_What you should do_:
Find out how many lines of the material contain the string "order" and give only that figure.

┌─ Records provided

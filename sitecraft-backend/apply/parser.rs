//! Incremental extraction of `<file path="…">…</file>` blocks from a growing
//! generation stream.
//!
//! The parser keeps its scan position between chunks, so each byte of the
//! stream is examined a bounded number of times. A block that has opened but
//! not yet closed is exposed as the "currently generating" entry and is
//! reported as completed exactly once, when its closing tag arrives.

use std::collections::{HashMap, HashSet};

use chrono::{DateTime, Utc};
use serde::{Deserialize, Serialize};

use crate::sandbox::paths::normalize_relative;

const OPEN_TAG: &str = "<file";
const CLOSE_TAG: &str = "</file>";

#[derive(Debug, Clone, Copy, PartialEq, Eq, Serialize, Deserialize)]
#[serde(rename_all = "lowercase")]
pub enum FileKind {
    Script,
    Style,
    Markup,
    Data,
    Text,
}

impl FileKind {
    pub fn from_path(path: &str) -> Self {
        let ext = path
            .rsplit_once('.')
            .map(|(_, ext)| ext.to_ascii_lowercase())
            .unwrap_or_default();
        match ext.as_str() {
            "js" | "jsx" | "ts" | "tsx" | "mjs" | "cjs" => FileKind::Script,
            "css" | "scss" | "sass" | "less" => FileKind::Style,
            "html" | "htm" | "svg" | "vue" | "svelte" => FileKind::Markup,
            "json" | "yaml" | "yml" | "toml" | "xml" => FileKind::Data,
            _ => FileKind::Text,
        }
    }
}

#[derive(Debug, Clone, Copy, PartialEq, Eq, Serialize, Deserialize)]
#[serde(rename_all = "lowercase")]
pub enum ChangeType {
    Created,
    Modified,
}

#[derive(Debug, Clone, PartialEq, Serialize, Deserialize)]
pub struct FileEntry {
    pub path: String,
    pub content: String,
    pub kind: FileKind,
    pub completed: bool,
    pub change_type: ChangeType,
    pub last_updated: DateTime<Utc>,
}

#[derive(Debug, Clone)]
enum ScanState {
    /// Between blocks, looking for the next opening tag.
    Prose,
    /// Inside a block whose body starts at `body_start`.
    InFile { path: String, body_start: usize },
}

#[derive(Debug)]
pub struct StreamingFileParser {
    buffer: String,
    /// Bytes before this offset will never be looked at again.
    scan_offset: usize,
    state: ScanState,
    known_files: HashSet<String>,
    /// Decided once per pass and never revised.
    change_types: HashMap<String, ChangeType>,
    completed: Vec<FileEntry>,
    completed_paths: HashSet<String>,
    current: Option<FileEntry>,
}

impl StreamingFileParser {
    /// `known_files` is the file set that existed before this pass; it
    /// decides `Created` vs `Modified`.
    pub fn new<I, S>(known_files: I) -> Self
    where
        I: IntoIterator<Item = S>,
        S: AsRef<str>,
    {
        let known_files = known_files
            .into_iter()
            .filter_map(|p| normalize_relative(p.as_ref()).ok())
            .collect();
        Self {
            buffer: String::new(),
            scan_offset: 0,
            state: ScanState::Prose,
            known_files,
            change_types: HashMap::new(),
            completed: Vec::new(),
            completed_paths: HashSet::new(),
            current: None,
        }
    }

    /// Append a chunk and return the entries that became complete, in the
    /// order their closing tags appear.
    pub fn push(&mut self, chunk: &str) -> Vec<FileEntry> {
        self.buffer.push_str(chunk);
        self.scan()
    }

    /// Feed the full accumulated text seen so far. Only the part beyond what
    /// was already consumed is scanned; a text that does not extend the
    /// previous one is ignored.
    pub fn advance_to(&mut self, accumulated: &str) -> Vec<FileEntry> {
        match accumulated.strip_prefix(self.buffer.as_str()) {
            Some(rest) => self.push(rest),
            None => {
                tracing::warn!(
                    previous_len = self.buffer.len(),
                    new_len = accumulated.len(),
                    "accumulated text does not extend the scanned prefix"
                );
                Vec::new()
            }
        }
    }

    /// Completed entries so far, in completion order.
    pub fn completed(&self) -> &[FileEntry] {
        &self.completed
    }

    /// The block that is open but not closed yet.
    pub fn current(&self) -> Option<&FileEntry> {
        self.current.as_ref()
    }

    pub fn text(&self) -> &str {
        &self.buffer
    }

    pub fn into_completed(self) -> Vec<FileEntry> {
        self.completed
    }

    fn change_type(&mut self, path: &str) -> ChangeType {
        let known = self.known_files.contains(path);
        *self.change_types.entry(path.to_string()).or_insert(if known {
            ChangeType::Modified
        } else {
            ChangeType::Created
        })
    }

    fn scan(&mut self) -> Vec<FileEntry> {
        let mut newly_completed = Vec::new();
        loop {
            match self.state.clone() {
                ScanState::Prose => {
                    let Some(rel) = self.buffer[self.scan_offset..].find(OPEN_TAG) else {
                        // Keep a possible partial "<fil" at the tail.
                        self.scan_offset = self.retreat(self.buffer.len(), OPEN_TAG.len() - 1);
                        break;
                    };
                    let tag_start = self.scan_offset + rel;
                    let after_name = tag_start + OPEN_TAG.len();
                    let Some(next) = self.buffer[after_name..].chars().next() else {
                        self.scan_offset = tag_start;
                        break;
                    };
                    if !(next.is_whitespace() || next == '>') {
                        self.scan_offset = after_name;
                        continue;
                    }
                    let Some(gt) = self.buffer[after_name..].find('>') else {
                        self.scan_offset = tag_start;
                        break;
                    };
                    let tag_end = after_name + gt;
                    let path = path_attribute(&self.buffer[after_name..tag_end])
                        .and_then(|p| normalize_relative(&p).ok())
                        .filter(|p| !p.is_empty());
                    match path {
                        Some(path) => {
                            self.scan_offset = tag_end + 1;
                            self.state = ScanState::InFile {
                                path,
                                body_start: tag_end + 1,
                            };
                        }
                        None => {
                            tracing::debug!(tag = %&self.buffer[tag_start..=tag_end], "file tag without usable path");
                            self.scan_offset = tag_end + 1;
                        }
                    }
                }
                ScanState::InFile { path, body_start } => {
                    let Some(rel) = self.buffer[self.scan_offset..].find(CLOSE_TAG) else {
                        let provisional = clean_body(&self.buffer[body_start..]);
                        self.set_current(&path, provisional);
                        self.scan_offset = self
                            .retreat(self.buffer.len(), CLOSE_TAG.len() - 1)
                            .max(body_start);
                        break;
                    };
                    let close_start = self.scan_offset + rel;
                    let content = clean_body(&self.buffer[body_start..close_start]);
                    self.scan_offset = close_start + CLOSE_TAG.len();
                    self.state = ScanState::Prose;
                    self.current = None;
                    if let Some(entry) = self.complete(path, content) {
                        newly_completed.push(entry);
                    }
                }
            }
        }
        newly_completed
    }

    fn set_current(&mut self, path: &str, content: String) {
        let change_type = self.change_type(path);
        self.current = Some(FileEntry {
            path: path.to_string(),
            kind: FileKind::from_path(path),
            content,
            completed: false,
            change_type,
            last_updated: Utc::now(),
        });
    }

    fn complete(&mut self, path: String, content: String) -> Option<FileEntry> {
        if self.completed_paths.contains(&path) {
            tracing::debug!(%path, "ignoring repeated block for completed path");
            return None;
        }
        let entry = FileEntry {
            kind: FileKind::from_path(&path),
            change_type: self.change_type(&path),
            path: path.clone(),
            content,
            completed: true,
            last_updated: Utc::now(),
        };
        self.completed_paths.insert(path);
        self.completed.push(entry.clone());
        Some(entry)
    }

    /// `from` moved back by up to `by` bytes, on a char boundary.
    fn retreat(&self, from: usize, by: usize) -> usize {
        let mut idx = from.saturating_sub(by).max(self.scan_offset);
        while idx > 0 && !self.buffer.is_char_boundary(idx) {
            idx -= 1;
        }
        idx
    }
}

/// Parse every complete block out of a finished text in one go.
pub fn extract_files<I, S>(text: &str, known_files: I) -> Vec<FileEntry>
where
    I: IntoIterator<Item = S>,
    S: AsRef<str>,
{
    let mut parser = StreamingFileParser::new(known_files);
    parser.push(text);
    parser.into_completed()
}

/// The text outside every `<file …>…</file>` block. A block that never
/// closes swallows the rest of the text.
pub fn prose_outside_files(text: &str) -> String {
    let mut prose = String::new();
    let mut rest = text;
    while let Some(start) = find_open_tag(rest) {
        prose.push_str(&rest[..start]);
        match rest[start..].find(CLOSE_TAG) {
            Some(end) => rest = &rest[start + end + CLOSE_TAG.len()..],
            None => return prose,
        }
    }
    prose.push_str(rest);
    prose
}

/// Offset of the next `<file` that starts a tag, not `<filename` or similar.
fn find_open_tag(text: &str) -> Option<usize> {
    let mut from = 0;
    while let Some(rel) = text[from..].find(OPEN_TAG) {
        let idx = from + rel;
        let after = idx + OPEN_TAG.len();
        match text[after..].chars().next() {
            Some(c) if c.is_whitespace() || c == '>' => return Some(idx),
            None => return Some(idx),
            Some(_) => from = after,
        }
    }
    None
}

/// Value of `path="…"` (or single-quoted) inside an opening tag.
fn path_attribute(attrs: &str) -> Option<String> {
    let mut rest = attrs;
    while let Some(idx) = rest.find("path") {
        let before_ok = idx == 0
            || rest[..idx]
                .chars()
                .next_back()
                .is_some_and(char::is_whitespace);
        let after = rest[idx + 4..].trim_start();
        if before_ok {
            if let Some(value) = after.strip_prefix('=') {
                let value = value.trim_start();
                let quote = value.chars().next()?;
                if quote == '"' || quote == '\'' {
                    let body = &value[1..];
                    let end = body.find(quote)?;
                    return Some(body[..end].to_string());
                }
            }
        }
        rest = &rest[idx + 4..];
    }
    None
}

/// Drop the newline that usually follows the opening tag and trailing
/// whitespace before the closing one.
fn clean_body(raw: &str) -> String {
    raw.strip_prefix("\r\n")
        .or_else(|| raw.strip_prefix('\n'))
        .unwrap_or(raw)
        .trim_end()
        .to_string()
}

└─

_Answer to this problem_:
2